Rekomendasi Sementara Dari IMO Dalam Upaya Meningkatkan Keselamatan Bagi Kapal-kapal Penumpang



Pendahuluan.
Pada tanggal 20 Juli 2012 yang lalu, saya pernah menulis di blog ini tentang upaya untuk meningkatkan keselamatan bagi kapal-kapal penumpang oleh negara-negara anggota IMO melalui sidang Maritime Safety Committee (MSC) sebagai rasa empati terhadap musibah tenggelamnya kapal Costa Concordia di perairan Italia, dengan merevisi Peraturan III/17-1 dari pada SOLAS 1974.

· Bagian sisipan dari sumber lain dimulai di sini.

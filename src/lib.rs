// SPDX-License-Identifier: MPL-2.0
//! # wikiwarden
//!
//! Building blocks for MediaWiki maintenance bots: paginated collection of API results under a
//! rate limit, and verification of *who* put a marker (such as a deletion template) on a page.
//!
//! ## Overview
//!
//! A bot that cleans up a deletion category has two problems. Listing the category and reading
//! page histories means walking continuation tokens across many requests without tripping the
//! wiki's rate limits. And before acting on a `{{Delete}}` it has to know whether the tag was
//! placed by the page's creator (who may have their own page deleted) or by somebody else (in
//! which case a human should have a look).
//!
//! **Key Features:**
//!
//! - **Complete collections**: Continuation tokens are followed until the server reports no more
//!   results. A collection either succeeds in full or fails; there are no silent partial results.
//! - **Polite by construction**: One [`RateLimiter`](rate_limit::RateLimiter), derived from the
//!   user's reported quota, spaces every request of a run.
//! - **Provenance**: The revision that introduced the marker is the oldest revision of the newest
//!   contiguous span of marked revisions. Its editor is compared with the page creator.
//! - **Read-only**: Nothing in this crate edits or deletes anything.
//!
//! ## Getting Started
//!
//! The HTTP side is yours: implement [`Transport`](mediawiki::Transport) on top of whatever
//! client and session handling your bot already has. Everything else is provided.
//!
//! ```rust,no_run
//! use wikiwarden::{
//!     api::{ApiError, Query},
//!     marker::{DeletionMarker, MarkerKind},
//!     mediawiki::{
//!         CategoryMembersEndpoint, CategoryQuery, ParseEndpoint, RevisionsEndpoint, Transport,
//!         UserInfoEndpoint,
//!     },
//!     rate_limit::RateLimiter,
//!     review::DeletionReview,
//! };
//!
//! struct Http; // your HTTP client of choice
//!
//! impl Transport for Http {
//!     fn execute(&self, _query: &Query) -> Result<serde_json::Value, ApiError> {
//!         // send the query to `https://<wiki>/w/api.php` and decode the JSON body
//!         Err(ApiError::transport("not connected"))
//!     }
//! }
//!
//! fn main() -> Result<(), Box<dyn std::error::Error>> {
//!     let http = Http;
//!     let limiter = RateLimiter::from_quota_source(&mut UserInfoEndpoint::new(&http));
//!     let marker = DeletionMarker::new("Delete", "Candidates for deletion")?;
//!
//!     let report = DeletionReview::new(&limiter, MarkerKind::Either).run(
//!         CategoryQuery::new("Category:Candidates for deletion").to_query(),
//!         CategoryMembersEndpoint::new(&http),
//!         &mut RevisionsEndpoint::new(&http),
//!         &mut ParseEndpoint::new(&http, &marker),
//!     )?;
//!
//!     for entry in report.needing_confirmation() {
//!         println!("{}: {:?}", entry.member.title, entry.verdict());
//!     }
//!     Ok(())
//! }
//! ```
//!
//! ## Modules and API
//!
//! ### `collector` Module
//!
//! **Purpose**: Walks paged collections.
//!
//! Any [`PageFetcher`](api::PageFetcher) will do, including a closure. The continuation token
//! of each page is merged into the query for the next one:
//!
//! ```rust
//! use std::time::Duration;
//! use wikiwarden::{
//!     api::{ApiError, ContinuationToken, Page, Query},
//!     collector::collect,
//!     rate_limit::RateLimiter,
//! };
//!
//! let limiter = RateLimiter::new(Duration::ZERO);
//! let fetch = |query: &Query| -> Result<Page<u32>, ApiError> {
//!     Ok(match query.get("offset") {
//!         None => Page::with_continuation(vec![1, 2], ContinuationToken::new("2")),
//!         Some(_) => Page::last(vec![3]),
//!     })
//! };
//!
//! let result = collect(Query::new(), fetch, "offset", &limiter)?;
//! assert_eq!(result.items, vec![1, 2, 3]);
//! assert_eq!(result.pages_fetched, 2);
//! # Ok::<(), wikiwarden::collector::CollectError>(())
//! ```
//!
//! [`Pages`](collector::Pages) is the lazy variant: one page per `next()`, pausing only when
//! another page is actually requested.
//!
//! ### `provenance` Module
//!
//! **Purpose**: Finds the revision that introduced the marker and decides whether its editor
//! was the page creator. [`find_introducer`](provenance::find_introducer) works on any marker
//! oracle; [`ProvenanceVerifier`](provenance::ProvenanceVerifier) asks a
//! [`MarkerStateSource`](api::MarkerStateSource), caching and rate limiting the lookups.
//!
//! The resulting [`Verdict`](provenance::Verdict) is `NotMarked`, `Authorized` or
//! `Unauthorized`. The last one always needs a human decision.
//!
//! ### `utils` Module
//!
//! **Purpose**: Natural ordering of titles.
//!
//! ```rust
//! use wikiwarden::utils::sort_naturally;
//!
//! let mut titles = vec!["Page 10", "Page 2", "page1"];
//! sort_naturally(&mut titles, |title| *title);
//! assert_eq!(titles, ["page1", "Page 2", "Page 10"]);
//! ```
//!
//! ## Features and Configuration
//!
//! There are no configuration files; everything is passed in explicitly (quota, marker names,
//! [`MarkerKind`](marker::MarkerKind), [`IdentityPolicy`](provenance::IdentityPolicy)).
//!
//! ### Logging and Error Handling
//!
//! - Uses the `tracing` crate for logging; install any subscriber to see it.
//! - Revision histories whose parent chain does not line up are logged and accepted. Enable the
//!   `strict` feature to reject them instead.
//!
//! ```toml
//! [dependencies]
//! wikiwarden = { version = "0.1.0", features = ["strict"] }
//! ```
//!
//! ## Limitations
//!
//! - **Single-threaded**: Requests of one run are strictly sequential, which is what the rate
//!   limit asks for anyway.
//! - **Hidden usernames**: Revisions whose editor was suppressed cannot be attributed and fail
//!   the review of that page.
//!
//! ## Licensing
//!
//! This project is licensed under the Mozilla Public License 2.0.

pub mod api;
pub mod collector;
pub mod marker;
pub mod mediawiki;
pub mod provenance;
pub mod rate_limit;
pub mod review;
#[cfg(test)]
mod test_support;
pub mod utils;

Rekomendasi awal yang pernah diumumkan oleh sekretariat IMO kepada para pemilik dan/atau operator kapal untuk meningkatkan keselamatan bagi kapal-kapal penumpang adalah melalui Surat Edaran (Circular) nomor MSC.1/Circ.1446, yang kemudian pada sidang MSC yang ke 91 d revisi menjadi MSC.1/Circ.1446/rev.1. Pada sidang MSC sesi ke 92 yang dilaksanakan dari tanggal 12 – 21 Juni 2013 yang lalu para anggota IMO yang hadir sepakat untuk me revisi kembali surat edaran yang telah ada menjadi MSC.1/Circ.1446/Rev.2.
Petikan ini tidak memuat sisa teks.